Ces exemples ne nous montrent-ils pas que ce qui importe aujourd’hui au « politique », qui se dit « moderne » parce que libéral, c’est, comme l’entreprise sait le faire, à partir d’une approche individuelle des problèmes posés, le choix d’une atomisation des relations humaines pour mieux les maîtriser?
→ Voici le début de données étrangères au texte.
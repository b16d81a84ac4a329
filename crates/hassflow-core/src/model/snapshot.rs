// ── Full-state snapshots ──

use chrono::{DateTime, Utc};
use indexmap::IndexMap;
use serde::{Deserialize, Serialize};
use serde_json::{Map, Value};

/// One entity inside a snapshot, with its state still in raw string form.
#[derive(Debug, Clone, PartialEq, Serialize, Deserialize)]
pub struct EntityState {
    pub entity_id: String,
    pub state: String,
    #[serde(default)]
    pub attributes: Map<String, Value>,
    pub last_changed: DateTime<Utc>,
    pub last_updated: DateTime<Utc>,
}

impl EntityState {
    /// A fresh state stamped with the current time.
    pub fn new(entity_id: impl Into<String>, state: impl Into<String>) -> Self {
        let now = Utc::now();
        Self {
            entity_id: entity_id.into(),
            state: state.into(),
            attributes: Map::new(),
            last_changed: now,
            last_updated: now,
        }
    }

    pub fn with_attribute(mut self, name: impl Into<String>, value: impl Into<Value>) -> Self {
        self.attributes.insert(name.into(), value.into());
        self
    }

    /// The part of the id before the first `.` (e.g. `light`).
    pub fn domain(&self) -> &str {
        self.entity_id
            .split_once('.')
            .map_or(self.entity_id.as_str(), |(domain, _)| domain)
    }

    pub fn attribute(&self, name: &str) -> Option<&Value> {
        self.attributes.get(name)
    }

    pub fn friendly_name(&self) -> Option<&str> {
        self.attribute("friendly_name").and_then(Value::as_str)
    }
}

impl From<hassflow_api::HassEntity> for EntityState {
    fn from(entity: hassflow_api::HassEntity) -> Self {
        Self {
            entity_id: entity.entity_id,
            state: entity.state,
            attributes: entity.attributes,
            last_changed: entity.last_changed,
            last_updated: entity.last_updated,
        }
    }
}

/// Ordered mapping entity id → state. Dispatch walks it in key order.
#[derive(Debug, Clone, Default, PartialEq, Serialize, Deserialize)]
#[serde(transparent)]
pub struct Snapshot {
    entities: IndexMap<String, EntityState>,
}

impl Snapshot {
    pub fn new() -> Self {
        Self::default()
    }

    /// Builder form of [`insert`](Self::insert).
    pub fn with(mut self, entity: EntityState) -> Self {
        self.insert(entity);
        self
    }

    /// Insert or replace, keeping the original position of a replaced id.
    pub fn insert(&mut self, entity: EntityState) {
        self.entities.insert(entity.entity_id.clone(), entity);
    }

    pub fn get(&self, entity_id: &str) -> Option<&EntityState> {
        self.entities.get(entity_id)
    }

    pub fn contains(&self, entity_id: &str) -> bool {
        self.entities.contains_key(entity_id)
    }

    pub fn iter(&self) -> impl Iterator<Item = (&str, &EntityState)> {
        self.entities.iter().map(|(k, v)| (k.as_str(), v))
    }

    pub fn entity_ids(&self) -> impl Iterator<Item = &str> {
        self.entities.keys().map(String::as_str)
    }

    pub fn len(&self) -> usize {
        self.entities.len()
    }

    pub fn is_empty(&self) -> bool {
        self.entities.is_empty()
    }
}

impl FromIterator<EntityState> for Snapshot {
    fn from_iter<I: IntoIterator<Item = EntityState>>(iter: I) -> Self {
        Self {
            entities: iter
                .into_iter()
                .map(|e| (e.entity_id.clone(), e))
                .collect(),
        }
    }
}

impl From<&hassflow_api::EntityMap> for Snapshot {
    fn from(map: &hassflow_api::EntityMap) -> Self {
        map.values().cloned().map(EntityState::from).collect()
    }
}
C’est dans ce contexte qu’il faut chercher un projet alternatif de société, politique et économique ; face au modèle existant, qui se dit unique, il faut trouver des alternatives, mêmes partielles si l’on considère qu’elles exigent du temps pour s’affirmer et se coordonner à partir d’idées à concrétiser ou d’expériences, dont il faut démonter la fiabilité si elles sont généralisées : « démocratie et budgets participatifs » (à Porto Alegre), coopératives ouvrières autogérées , économies solidaires entre producteurs et consommateurs . D’un côté prévaut la solution individuelle et autoritaire, de l’autre la décision partagée entre les pouvoirs et les acteurs. En sachant, bien sûr, qu’il n’est pas question de remettre en question « l’individuation », qui est un progrès social ! Alors, s’agit-il d’emblée d’inventer une idéologie, mettant en cohérence économie et politique ? Ou d’engagements multiples mais de mieux en mieux coordonnés, qui, parce que porteurs de perspectives, attirent les individus atomisés aujourd’hui et leur rendent l’envie du risque et du combat pour « faire bouger les lignes » de cette société, comme en Amazonie les « sans terre » reconquièrent celles qu’ils ont perdues au profit des « latifundia » des gros propriétaires ?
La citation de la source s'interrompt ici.